Calculate the pH of a 1.19M sodium formate, HCOONa, solution.
Let's call formate ion for-. It will hydrolyze as follows:
.........for- + HOH ==> Hfor + OH^-
I........1.19.............0.....0
C.........-x..............x.....x
E.......1.19-x............x.....x
Kb for for- = (Kw/Ka for formic acid) = (x)(x)/(1.19-x)
Solve for x = OH^- and convert that to pH.
To calculate the pH of a sodium formate solution, we need to consider the dissociation of sodium formate in water.
The chemical equation for the dissociation of sodium formate is as follows:
HCOONa ⇌ HCOO- + Na+
Sodium formate (HCOONa) dissociates into the formate ion (HCOO-) and a sodium ion (Na+).
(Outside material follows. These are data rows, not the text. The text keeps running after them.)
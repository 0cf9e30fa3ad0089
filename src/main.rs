//! Feed-Harvester main entry point
//!
//! This is the command-line interface for the feed harvester.

use anyhow::Context;
use clap::Parser;
use feed_harvester::config::{load_config_with_hash, Config};
use feed_harvester::crawler::harvest;
use feed_harvester::output::{
    connect_sinks, print_summary, MemoryKeyValueSink, MemoryLogSink, Publisher,
};
use feed_harvester::RunSummary;
use std::path::PathBuf;
use std::process::ExitCode;
use std::sync::Arc;
use tracing_subscriber::EnvFilter;

/// Feed-Harvester: a concurrent collector for a paginated social API
///
/// Feed-Harvester fetches people, posts and comments page by page and
/// publishes every record to a Kafka topic and a Redis store.
#[derive(Parser, Debug)]
#[command(name = "feed-harvester")]
#[command(version = "1.0.0")]
#[command(about = "Harvests people, posts and comments into Kafka and Redis", long_about = None)]
struct Cli {
    /// Path to TOML configuration file
    #[arg(value_name = "CONFIG")]
    config: PathBuf,

    /// Increase logging verbosity (-v, -vv, -vvv)
    #[arg(short, long, action = clap::ArgAction::Count)]
    verbose: u8,

    /// Suppress non-error output
    #[arg(short, long, conflicts_with = "verbose")]
    quiet: bool,

    /// Harvest into in-memory sinks without touching Kafka or Redis
    #[arg(long, conflicts_with = "tail")]
    dry_run: bool,

    /// Print every message on the log topic until interrupted
    #[arg(long, conflicts_with_all = ["dry_run", "strict"])]
    tail: bool,

    /// Exit with an error if any unit failed or was partial
    #[arg(long)]
    strict: bool,
}

#[tokio::main]
async fn main() -> anyhow::Result<ExitCode> {
    let cli = Cli::parse();

    // Setup logging based on verbosity
    setup_logging(cli.verbose, cli.quiet);

    // Load and validate configuration
    tracing::info!("Loading configuration from: {}", cli.config.display());
    let (config, config_hash) = load_config_with_hash(&cli.config)
        .with_context(|| format!("failed to load configuration from {}", cli.config.display()))?;
    tracing::info!("Configuration loaded successfully (hash: {})", config_hash);

    if cli.tail {
        handle_tail(&config).await?;
        return Ok(ExitCode::SUCCESS);
    }

    let summary = if cli.dry_run {
        handle_dry_run(&config).await?
    } else {
        handle_harvest(&config).await?
    };

    print_summary(&summary, Some(&config_hash));

    Ok(exit_code(&summary, cli.strict))
}

/// Sets up the logging/tracing subscriber based on verbosity level
fn setup_logging(verbose: u8, quiet: bool) {
    let filter = if quiet {
        EnvFilter::new("error")
    } else {
        match verbose {
            0 => EnvFilter::new("feed_harvester=info,warn"),
            1 => EnvFilter::new("feed_harvester=debug,info"),
            2 => EnvFilter::new("feed_harvester=trace,debug"),
            _ => EnvFilter::new("trace"),
        }
    };

    tracing_subscriber::fmt()
        .with_env_filter(filter)
        .with_target(false)
        .with_thread_ids(false)
        .with_file(false)
        .init();
}

/// Handles the --dry-run mode: harvests into memory and reports what would be written
async fn handle_dry_run(config: &Config) -> anyhow::Result<RunSummary> {
    println!("=== Feed-Harvester Dry Run ===\n");
    println!("Source: {}", config.source.base_url);
    println!("Pages: {}..={}", config.pages.first, config.pages.last);
    println!("Would publish to topic '{}' on {}", config.kafka.topic, config.kafka.brokers);
    println!("Would store in {}\n", config.redis.url);

    let log = Arc::new(MemoryLogSink::new());
    let store = Arc::new(MemoryKeyValueSink::new());
    let publisher = Publisher::new(log.clone(), store.clone());

    let summary = harvest(config, publisher).await?;

    println!(
        "Captured {} log messages and {} key/value writes\n",
        log.len(),
        store.writes().len()
    );

    Ok(summary)
}

/// Handles the main harvest: connects both sinks, then runs every unit
async fn handle_harvest(config: &Config) -> anyhow::Result<RunSummary> {
    tracing::info!(
        brokers = %config.kafka.brokers,
        topic = %config.kafka.topic,
        redis = %config.redis.url,
        "Connecting sinks"
    );
    let publisher = connect_sinks(config)
        .await
        .context("failed to connect sinks")?;

    tracing::info!(
        first = config.pages.first,
        last = config.pages.last,
        "Starting harvest"
    );
    Ok(harvest(config, publisher).await?)
}

/// Handles the --tail mode: prints the log topic until Ctrl-C
#[cfg(feature = "kafka")]
async fn handle_tail(config: &Config) -> anyhow::Result<()> {
    feed_harvester::output::tail_log(&config.kafka)
        .await
        .context("failed to tail the log topic")
}

#[cfg(not(feature = "kafka"))]
async fn handle_tail(_config: &Config) -> anyhow::Result<()> {
    anyhow::bail!("--tail needs a build with the `kafka` feature")
}

/// Maps a finished run to the process exit code
fn exit_code(summary: &RunSummary, strict: bool) -> ExitCode {
    if summary.is_complete_failure() {
        tracing::error!("Every unit failed");
        ExitCode::FAILURE
    } else if strict && summary.has_failures() {
        tracing::warn!("Some units failed or were partial (--strict)");
        ExitCode::FAILURE
    } else {
        ExitCode::SUCCESS
    }
}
The formate ion acts as a weak base and can hydrolyze with water to form hydroxide ions (OH-) that increase the pH of the solution.
Step 1: Write the equilibrium expression for the hydrolysis of formate ion (HCOO-):
HCOO- + H2O ⇌ HCOOH + OH-
Step 2: Set up the initial and equilibrium concentrations given the concentration of the sodium formate solution. In this case, the concentration of sodium formate (HCOONa) is 1.19 M. Therefore, we start with an initial concentration of 1.19 M for both the formate ion (HCOO-) and the hydroxide ion (OH-).
Step 3: Use the dissociation constant (Kb) for the hydrolysis reaction of the formate ion, which is 0.0000135.
Step 4: Use an ICE (Initial, Change, Equilibrium) table to determine the concentrations at equilibrium.
HCOO- + H2O ⇌ HCOOH + OH-
I 1.19 0 0 0
C -x +x +x +x
E 1.19-x x x x
Step 5: Substitute the equilibrium concentrations into the Kb expression:
Kb = [HCOOH] [OH-] / [HCOO-]
0.0000135 = x * x / (1.19 - x)
Step 6: Solve the equation for x. Since this is a weak base, we can assume that x is much smaller than 1.19, so we can approximate 1.19 - x as 1.19:
0.0000135 = x * x / 1.19
x^2 = 0.0000135 * 1.19
x = √(0.0000135 * 1.19)
x ≈ 0.003049
Step 7: Calculate the concentration of hydroxide ions (OH-) and use it to find the pOH:
[OH-] = x = 0.003049 M
pOH = -log[OH-] = -log(0.003049) ≈ 2.52
Step 8: Calculate the pH of the solution using the equation:
pH = 14 - pOH ≈ 14 - 2.52 ≈ 11.48
Therefore, the pH of a 1.19 M sodium formate solution is approximately 11.48.